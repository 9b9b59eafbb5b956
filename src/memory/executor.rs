use super::MemoryTransaction;
use crate::catalog::TableDescriptor;
use crate::config::DEFAULT_NODE_ID_FIELD;
use crate::core::{DbError, Result, Value};
use crate::hooks::{HostServices, MutationExecutor, MutationKind, MutationRequest, MutationScope};
use crate::locate::locate_row;
use crate::result::QueryResult;
use async_trait::async_trait;
use chrono::{SubsecRound, Utc};

/// Reference update/delete executor over a [`MemoryTransaction`].
///
/// Locates rows the same way the guard does. Updates apply the request's
/// patch object (client field names) and, when configured, stamp the version
/// column with the current time; deletes remove the located rows.
pub struct TableMutationExecutor {
    services: HostServices,
    node_id_field: String,
    patch_field: String,
    version_column: Option<String>,
}

impl Default for TableMutationExecutor {
    fn default() -> Self {
        Self::new()
    }
}

impl TableMutationExecutor {
    pub fn new() -> Self {
        Self {
            services: HostServices::default(),
            node_id_field: DEFAULT_NODE_ID_FIELD.to_string(),
            patch_field: "patch".to_string(),
            version_column: None,
        }
    }

    pub fn with_services(mut self, services: HostServices) -> Self {
        self.services = services;
        self
    }

    pub fn node_id_field(mut self, field: &str) -> Self {
        self.node_id_field = field.to_string();
        self
    }

    pub fn patch_field(mut self, field: &str) -> Self {
        self.patch_field = field.to_string();
        self
    }

    /// Column refreshed with `now()` on every update.
    pub fn touch_version_column(mut self, column: &str) -> Self {
        self.version_column = Some(column.to_string());
        self
    }

    fn assignments(
        &self,
        table: &TableDescriptor,
        request: &MutationRequest,
    ) -> Result<Vec<(usize, Value)>> {
        let mut assignments = Vec::new();

        if let Some(patch) = request.field(&self.patch_field) {
            let patch = patch.as_object().ok_or_else(|| {
                DbError::InvalidInput(format!("'{}' must be an object", self.patch_field))
            })?;
            for (field, value) in patch {
                let idx = table
                    .attributes()
                    .iter()
                    .position(|attribute| self.services.inflector.column_field(attribute) == *field)
                    .ok_or_else(|| {
                        DbError::InvalidInput(format!(
                            "unknown field '{}' in patch for {}",
                            field,
                            table.name()
                        ))
                    })?;
                let attribute = &table.attributes()[idx];
                let value = self.services.converter.to_storage(
                    value,
                    &attribute.data_type,
                    attribute.type_modifier,
                )?;
                assignments.push((idx, value));
            }
        }

        if let Some(column) = &self.version_column {
            if let Some(idx) = table.find_attribute_index(column) {
                assignments.retain(|(assigned, _)| *assigned != idx);
                assignments.push((idx, Value::Timestamp(Utc::now().trunc_subsecs(6))));
            }
        }

        Ok(assignments)
    }
}

#[async_trait]
impl MutationExecutor<MemoryTransaction> for TableMutationExecutor {
    async fn execute(
        &self,
        tx: &mut MemoryTransaction,
        scope: &MutationScope,
        request: &MutationRequest,
    ) -> Result<QueryResult> {
        let table = &scope.table;
        let condition = locate_row(table, request, &self.node_id_field, &self.services)?;

        match scope.kind {
            MutationKind::Update => {
                let assignments = self.assignments(table, request)?;
                let rows = tx
                    .update_where(table.name(), &condition, |row| {
                        let mut new_row = row.clone();
                        for (idx, value) in &assignments {
                            new_row[*idx] = value.clone();
                        }
                        Ok(new_row)
                    })
                    .await?;
                let columns = table
                    .attributes()
                    .iter()
                    .map(|attribute| attribute.name.clone())
                    .collect();
                Ok(QueryResult::updated(rows.len()).with_rows(columns, rows))
            }
            MutationKind::Delete => {
                let deleted = tx.delete_where(table.name(), &condition).await?;
                Ok(QueryResult::deleted(deleted))
            }
            MutationKind::Create | MutationKind::Other => Err(DbError::ExecutionError(format!(
                "{:?} mutations are not handled by the table executor",
                scope.kind
            ))),
        }
    }
}
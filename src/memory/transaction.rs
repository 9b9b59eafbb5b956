use super::DatabaseInner;
use super::table::RowId;
use crate::catalog::QualifiedName;
use crate::core::{DbError, Result, Row, Value};
use crate::hooks::RowLockingTransaction;
use crate::locate::RowCondition;
use crate::query::VerificationQuery;
use async_trait::async_trait;
use std::collections::HashMap;
use std::sync::Arc;
use tokio::sync::OwnedMutexGuard;
use tokio::time::timeout;
use tracing::{Level, event};

#[derive(Debug, Clone, Copy, PartialEq, Eq)]
pub enum TransactionState {
    Active,
    Committed,
    RolledBack,
}

/// Reversible write recorded for rollback.
#[derive(Debug, Clone)]
enum Change {
    UpdateRow {
        table: QualifiedName,
        row_id: RowId,
        old_row: Row,
    },
    DeleteRow {
        table: QualifiedName,
        row_id: RowId,
        old_row: Row,
    },
}

type RowKey = (QualifiedName, RowId);

pub struct MemoryTransaction {
    id: u64,
    db: Arc<DatabaseInner>,
    state: TransactionState,
    held_locks: HashMap<RowKey, OwnedMutexGuard<()>>,
    undo_log: Vec<Change>,
}

impl MemoryTransaction {
    pub(crate) fn new(id: u64, db: Arc<DatabaseInner>) -> Self {
        Self {
            id,
            db,
            state: TransactionState::Active,
            held_locks: HashMap::new(),
            undo_log: Vec::new(),
        }
    }

    pub fn id(&self) -> u64 {
        self.id
    }

    pub fn state(&self) -> TransactionState {
        self.state
    }

    pub fn is_active(&self) -> bool {
        self.state == TransactionState::Active
    }

    pub fn held_lock_count(&self) -> usize {
        self.held_locks.len()
    }

    /// Locks the rows of `table` matching `condition` (ascending row id) and
    /// returns their current contents. Rows that vanished or stopped
    /// matching while we waited are left out.
    pub async fn lock_rows(
        &mut self,
        table: &QualifiedName,
        condition: &RowCondition,
    ) -> Result<Vec<(RowId, Row)>> {
        self.ensure_active()?;

        let candidates = {
            let tables = self.db.tables().read()?;
            tables
                .get(table)
                .ok_or_else(|| DbError::TableNotFound(table.to_string()))?
                .matching_locks(condition)?
        };

        let wait = self.db.lock_timeout();
        for (row_id, lock) in &candidates {
            let key = (table.clone(), *row_id);
            if self.held_locks.contains_key(&key) {
                continue;
            }
            let guard = match timeout(wait, lock.clone().lock_owned()).await {
                Ok(guard) => guard,
                Err(_) => {
                    event!(
                        Level::WARN,
                        transaction = self.id,
                        table = %table,
                        row_id = *row_id,
                        "row lock wait timed out"
                    );
                    return Err(DbError::LockTimeout(format!(
                        "row {} of {} not available after {:?}",
                        row_id, table, wait
                    )));
                }
            };
            self.held_locks.insert(key, guard);
        }

        let tables = self.db.tables().read()?;
        let memory_table = tables
            .get(table)
            .ok_or_else(|| DbError::TableNotFound(table.to_string()))?;
        let mut locked = Vec::with_capacity(candidates.len());
        for (row_id, _) in &candidates {
            if let Some(row) = memory_table.get(*row_id) {
                if condition.matches(memory_table.descriptor(), row)? {
                    locked.push((*row_id, row.clone()));
                }
            }
        }
        Ok(locked)
    }

    /// Rewrites every locked row matching `condition`; returns the new rows.
    pub async fn update_where<F>(
        &mut self,
        table: &QualifiedName,
        condition: &RowCondition,
        rewrite: F,
    ) -> Result<Vec<Row>>
    where
        F: Fn(&Row) -> Result<Row> + Send,
    {
        let targets = self.lock_rows(table, condition).await?;

        let mut tables = self.db.tables().write()?;
        let memory_table = tables
            .get_mut(table)
            .ok_or_else(|| DbError::TableNotFound(table.to_string()))?;
        let mut updated = Vec::with_capacity(targets.len());
        for (row_id, row) in targets {
            let new_row = rewrite(&row)?;
            if let Some(old_row) = memory_table.update(row_id, new_row.clone())? {
                self.undo_log.push(Change::UpdateRow {
                    table: table.clone(),
                    row_id,
                    old_row,
                });
                updated.push(new_row);
            }
        }
        Ok(updated)
    }

    pub async fn delete_where(
        &mut self,
        table: &QualifiedName,
        condition: &RowCondition,
    ) -> Result<usize> {
        let targets = self.lock_rows(table, condition).await?;

        let mut tables = self.db.tables().write()?;
        let memory_table = tables
            .get_mut(table)
            .ok_or_else(|| DbError::TableNotFound(table.to_string()))?;
        let mut deleted = 0;
        for (row_id, _) in targets {
            if let Some(old_row) = memory_table.delete(row_id) {
                self.undo_log.push(Change::DeleteRow {
                    table: table.clone(),
                    row_id,
                    old_row,
                });
                deleted += 1;
            }
        }
        Ok(deleted)
    }

    /// Makes the writes permanent and releases every row lock.
    pub fn commit(mut self) -> Result<()> {
        self.ensure_active()?;
        {
            let mut tables = self.db.tables().write()?;
            for change in &self.undo_log {
                if let Change::DeleteRow { table, row_id, .. } = change {
                    if let Some(memory_table) = tables.get_mut(table) {
                        memory_table.purge(*row_id);
                    }
                }
            }
        }
        self.undo_log.clear();
        self.state = TransactionState::Committed;
        self.held_locks.clear();
        event!(Level::DEBUG, transaction = self.id, "transaction committed");
        Ok(())
    }

    /// Reverts the writes and releases every row lock.
    pub fn rollback(mut self) -> Result<()> {
        self.ensure_active()?;
        self.undo_all()
    }

    fn undo_all(&mut self) -> Result<()> {
        let result = self.apply_undo_log();
        self.state = TransactionState::RolledBack;
        // Locks go only after the old rows are back
        self.held_locks.clear();
        event!(Level::DEBUG, transaction = self.id, "transaction rolled back");
        result
    }

    fn apply_undo_log(&mut self) -> Result<()> {
        let mut tables = self.db.tables().write()?;
        while let Some(change) = self.undo_log.pop() {
            match change {
                Change::UpdateRow {
                    table,
                    row_id,
                    old_row,
                } => {
                    if let Some(memory_table) = tables.get_mut(&table) {
                        memory_table.update(row_id, old_row)?;
                    }
                }
                Change::DeleteRow {
                    table,
                    row_id,
                    old_row,
                } => {
                    if let Some(memory_table) = tables.get_mut(&table) {
                        memory_table.restore(row_id, old_row);
                    }
                }
            }
        }
        Ok(())
    }

    fn ensure_active(&self) -> Result<()> {
        if self.is_active() {
            Ok(())
        } else {
            Err(DbError::TransactionClosed(self.id))
        }
    }
}

impl Drop for MemoryTransaction {
    fn drop(&mut self) {
        if self.is_active() {
            if let Err(err) = self.undo_all() {
                event!(
                    Level::WARN,
                    transaction = self.id,
                    error = %err,
                    "rollback on drop failed"
                );
            }
        }
    }
}

#[async_trait]
impl RowLockingTransaction for MemoryTransaction {
    async fn query_locked(&mut self, query: &VerificationQuery) -> Result<Vec<Row>> {
        let descriptor = self.db.descriptor(&query.table)?;
        let version_idx = descriptor
            .find_attribute_index(&query.version_column)
            .ok_or_else(|| {
                DbError::ColumnNotFound(query.version_column.clone(), query.table.to_string())
            })?;

        let locked = self.lock_rows(&query.table, &query.condition).await?;
        locked
            .iter()
            .map(|(_, row)| {
                let stored = row.get(version_idx).unwrap_or(&Value::Null);
                Ok(vec![Value::Boolean(query.version_matches(stored)?)])
            })
            .collect()
    }
}
pub mod error;
pub mod types;
pub mod value;

pub use error::{DbError, ErrorKind, Result};
pub use types::Row;
pub use value::{DataType, Value};
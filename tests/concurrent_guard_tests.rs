/// Concurrent guard tests
///
/// Racing writers against the row locks of the in-memory store.
/// Run with: cargo test --test concurrent_guard_tests
mod common;

use common::*;
use futures::future::join_all;
use rowguard::{DbError, ErrorKind, MutationScope, Value};
use std::sync::Arc;
use std::time::Duration;
use tokio::sync::Barrier;

#[tokio::test]
async fn test_racing_updates_with_same_version_one_wins() {
    let (db, table) = seeded_db();
    let registry = Arc::new(guarded_registry());
    let executor = Arc::new(table_executor());
    let barrier = Arc::new(Barrier::new(2));

    let mut handles = Vec::new();
    for title in ["from A", "from B"] {
        let db = db.clone();
        let table = table.clone();
        let registry = registry.clone();
        let executor = executor.clone();
        let barrier = barrier.clone();
        handles.push(tokio::spawn(async move {
            let mut tx = db.begin();
            barrier.wait().await;
            let result = registry
                .resolve(
                    &mut tx,
                    &MutationScope::update(table),
                    &update_request(1, V1, title),
                    executor.as_ref(),
                )
                .await;
            // Hold the lock a moment so the loser is certainly waiting
            tokio::time::sleep(Duration::from_millis(20)).await;
            match result {
                Ok(_) => tx.commit().map(|_| title),
                Err(err) => {
                    tx.rollback().unwrap();
                    Err(err)
                }
            }
        }));
    }

    let mut winners = Vec::new();
    let mut conflicts = 0;
    for handle in handles {
        match handle.await.unwrap() {
            Ok(title) => winners.push(title),
            Err(err) => {
                assert_eq!(err.kind(), ErrorKind::Conflict);
                conflicts += 1;
            }
        }
    }

    assert_eq!(winners.len(), 1);
    assert_eq!(conflicts, 1);
    assert_eq!(executor.calls(), 1);
    assert_eq!(
        stored_post(&db, &table, 1).unwrap()[1],
        Value::from(winners[0])
    );
}

#[tokio::test]
async fn test_waiter_sees_conflict_after_holder_commits() {
    let (db, table) = seeded_db();
    let registry = Arc::new(guarded_registry());
    let executor = Arc::new(table_executor());

    let mut holder = db.begin();
    registry
        .resolve(
            &mut holder,
            &MutationScope::update(table.clone()),
            &update_request(2, V1, "holder"),
            executor.as_ref(),
        )
        .await
        .unwrap();
    assert_eq!(holder.held_lock_count(), 1);

    let waiter = {
        let db = db.clone();
        let table = table.clone();
        let registry = registry.clone();
        let executor = executor.clone();
        tokio::spawn(async move {
            let mut tx = db.begin();
            registry
                .resolve(
                    &mut tx,
                    &MutationScope::delete(table),
                    &delete_request(2, V1),
                    executor.as_ref(),
                )
                .await
        })
    };

    tokio::time::sleep(Duration::from_millis(50)).await;
    assert!(!waiter.is_finished());
    holder.commit().unwrap();

    let err = waiter.await.unwrap().unwrap_err();
    assert!(matches!(err, DbError::Conflict(_)));
    assert_eq!(executor.calls(), 1);
    assert_eq!(stored_post(&db, &table, 2).unwrap()[1], Value::from("holder"));
}

#[tokio::test]
async fn test_waiter_proceeds_after_holder_rolls_back() {
    let (db, table) = seeded_db();
    let registry = Arc::new(guarded_registry());
    let executor = Arc::new(table_executor());

    let mut holder = db.begin();
    registry
        .resolve(
            &mut holder,
            &MutationScope::update(table.clone()),
            &update_request(1, V1, "abandoned"),
            executor.as_ref(),
        )
        .await
        .unwrap();

    let waiter = {
        let db = db.clone();
        let table = table.clone();
        let registry = registry.clone();
        let executor = executor.clone();
        tokio::spawn(async move {
            let mut tx = db.begin();
            let result = registry
                .resolve(
                    &mut tx,
                    &MutationScope::update(table),
                    &update_request(1, V1, "kept"),
                    executor.as_ref(),
                )
                .await;
            tx.commit().unwrap();
            result
        })
    };

    tokio::time::sleep(Duration::from_millis(50)).await;
    holder.rollback().unwrap();

    waiter.await.unwrap().unwrap();
    assert_eq!(executor.calls(), 2);
    assert_eq!(stored_post(&db, &table, 1).unwrap()[1], Value::from("kept"));
}

#[tokio::test]
async fn test_waiter_queues_behind_uncommitted_delete() {
    let (db, table) = seeded_db();
    let registry = Arc::new(guarded_registry());
    let executor = Arc::new(table_executor());

    let mut holder = db.begin();
    registry
        .resolve(
            &mut holder,
            &MutationScope::delete(table.clone()),
            &delete_request(1, V1),
            executor.as_ref(),
        )
        .await
        .unwrap();
    assert!(stored_post(&db, &table, 1).is_none());

    let waiter = {
        let db = db.clone();
        let table = table.clone();
        let registry = registry.clone();
        let executor = executor.clone();
        tokio::spawn(async move {
            let mut tx = db.begin();
            let result = registry
                .resolve(
                    &mut tx,
                    &MutationScope::update(table),
                    &update_request(1, V1, "kept"),
                    executor.as_ref(),
                )
                .await;
            if result.is_ok() {
                tx.commit().unwrap();
            }
            result
        })
    };

    tokio::time::sleep(Duration::from_millis(50)).await;
    assert!(!waiter.is_finished());
    holder.rollback().unwrap();

    waiter.await.unwrap().unwrap();
    assert_eq!(executor.calls(), 2);
    assert_eq!(stored_post(&db, &table, 1).unwrap()[1], Value::from("kept"));
}

#[tokio::test]
async fn test_waiter_sees_conflict_after_delete_commits() {
    let (db, table) = seeded_db();
    let registry = Arc::new(guarded_registry());
    let executor = Arc::new(table_executor());

    let mut holder = db.begin();
    registry
        .resolve(
            &mut holder,
            &MutationScope::delete(table.clone()),
            &delete_request(2, V1),
            executor.as_ref(),
        )
        .await
        .unwrap();

    let waiter = {
        let db = db.clone();
        let table = table.clone();
        let registry = registry.clone();
        let executor = executor.clone();
        tokio::spawn(async move {
            let mut tx = db.begin();
            registry
                .resolve(
                    &mut tx,
                    &MutationScope::update(table),
                    &update_request(2, V1, "too late"),
                    executor.as_ref(),
                )
                .await
        })
    };

    tokio::time::sleep(Duration::from_millis(50)).await;
    assert!(!waiter.is_finished());
    holder.commit().unwrap();

    let err = waiter.await.unwrap().unwrap_err();
    assert!(matches!(err, DbError::Conflict(_)));
    assert_eq!(executor.calls(), 1);
    assert!(stored_post(&db, &table, 2).is_none());
}

#[tokio::test]
async fn test_lock_timeout_is_reported_as_transport_error() {
    let (db, table) = seeded_db_with(short_lock_timeout());
    let registry = guarded_registry();
    let executor = table_executor();

    let mut holder = db.begin();
    registry
        .resolve(
            &mut holder,
            &MutationScope::update(table.clone()),
            &update_request(3, V2, "holder"),
            &executor,
        )
        .await
        .unwrap();

    let mut blocked = db.begin();
    let err = registry
        .resolve(
            &mut blocked,
            &MutationScope::update(table.clone()),
            &update_request(3, V2, "blocked"),
            &executor,
        )
        .await
        .unwrap_err();

    assert!(matches!(err, DbError::LockTimeout(_)));
    assert_eq!(err.kind(), ErrorKind::Transport);
    assert!(!err.is_conflict());
    assert_eq!(executor.calls(), 1);
    assert_eq!(blocked.held_lock_count(), 0);
}

#[tokio::test]
async fn test_rollback_restores_rows_and_releases_locks() {
    let (db, table) = seeded_db_with(short_lock_timeout());
    let registry = guarded_registry();
    let executor = table_executor();

    let mut tx = db.begin();
    registry
        .resolve(
            &mut tx,
            &MutationScope::delete(table.clone()),
            &delete_request(3, V2),
            &executor,
        )
        .await
        .unwrap();
    assert!(stored_post(&db, &table, 3).is_none());
    tx.rollback().unwrap();

    let restored = stored_post(&db, &table, 3).unwrap();
    assert_eq!(restored[1], Value::from("third"));
    assert_eq!(restored[2], Value::Timestamp(ts(V2)));

    // Lock is free again and the version is intact
    let mut tx = db.begin();
    registry
        .resolve(
            &mut tx,
            &MutationScope::update(table.clone()),
            &update_request(3, V2, "after rollback"),
            &executor,
        )
        .await
        .unwrap();
    tx.commit().unwrap();
    assert_eq!(
        stored_post(&db, &table, 3).unwrap()[1],
        Value::from("after rollback")
    );
}

#[tokio::test]
async fn test_dropped_transaction_rolls_back() {
    let (db, table) = seeded_db();
    let registry = guarded_registry();
    let executor = table_executor();

    {
        let mut tx = db.begin();
        registry
            .resolve(
                &mut tx,
                &MutationScope::update(table.clone()),
                &update_request(2, V1, "never committed"),
                &executor,
            )
            .await
            .unwrap();
    }

    let row = stored_post(&db, &table, 2).unwrap();
    assert_eq!(row[1], Value::from("second"));
    assert_eq!(row[2], Value::Timestamp(ts(V1)));
}

#[tokio::test]
async fn test_different_rows_do_not_block_each_other() {
    let (db, table) = seeded_db_with(short_lock_timeout());
    let registry = guarded_registry();
    let executor = table_executor();

    let mut first = db.begin();
    let mut second = db.begin();
    registry
        .resolve(
            &mut first,
            &MutationScope::update(table.clone()),
            &update_request(1, V1, "one"),
            &executor,
        )
        .await
        .unwrap();
    registry
        .resolve(
            &mut second,
            &MutationScope::update(table.clone()),
            &update_request(2, V1, "two"),
            &executor,
        )
        .await
        .unwrap();

    second.commit().unwrap();
    first.commit().unwrap();
    assert_eq!(executor.calls(), 2);
    assert_eq!(stored_post(&db, &table, 1).unwrap()[1], Value::from("one"));
    assert_eq!(stored_post(&db, &table, 2).unwrap()[1], Value::from("two"));
}

#[tokio::test]
async fn test_many_stale_deleters_only_first_succeeds() {
    let (db, table) = seeded_db();
    let registry = Arc::new(guarded_registry());
    let executor = Arc::new(table_executor());

    let handles = (0..8).map(|_| {
        let db = db.clone();
        let table = table.clone();
        let registry = registry.clone();
        let executor = executor.clone();
        tokio::spawn(async move {
            let mut tx = db.begin();
            let result = registry
                .resolve(
                    &mut tx,
                    &MutationScope::delete(table),
                    &delete_request(3, V2),
                    executor.as_ref(),
                )
                .await;
            if result.is_ok() {
                tx.commit().unwrap();
            }
            result
        })
    });

    let outcomes: Vec<_> = join_all(handles)
        .await
        .into_iter()
        .map(|joined| joined.unwrap())
        .collect();
    let succeeded = outcomes.iter().filter(|outcome| outcome.is_ok()).count();
    assert_eq!(succeeded, 1);
    assert!(
        outcomes
            .iter()
            .filter_map(|outcome| outcome.as_ref().err())
            .all(DbError::is_conflict)
    );
    assert!(stored_post(&db, &table, 3).is_none());
}
use super::Value;

pub type Row = Vec<Value>;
::::::
* Description of the task: Your response should hold the lines from the first line of the entries above through the line with "use crate::locate::locate_row;", each retyped exactly, and nothing else.

* Solution to this task:
repository 9b9b59eafbb5b956
filename src/memory/executor.rs
use super::MemoryTransaction;
use crate::catalog::TableDescriptor;
use crate::config::DEFAULT_NODE_ID_FIELD;
use crate::core::{DbError, Result, Value};
use crate::hooks::{HostServices, MutationExecutor, MutationKind, MutationRequest, MutationScope};
use crate::locate::locate_row;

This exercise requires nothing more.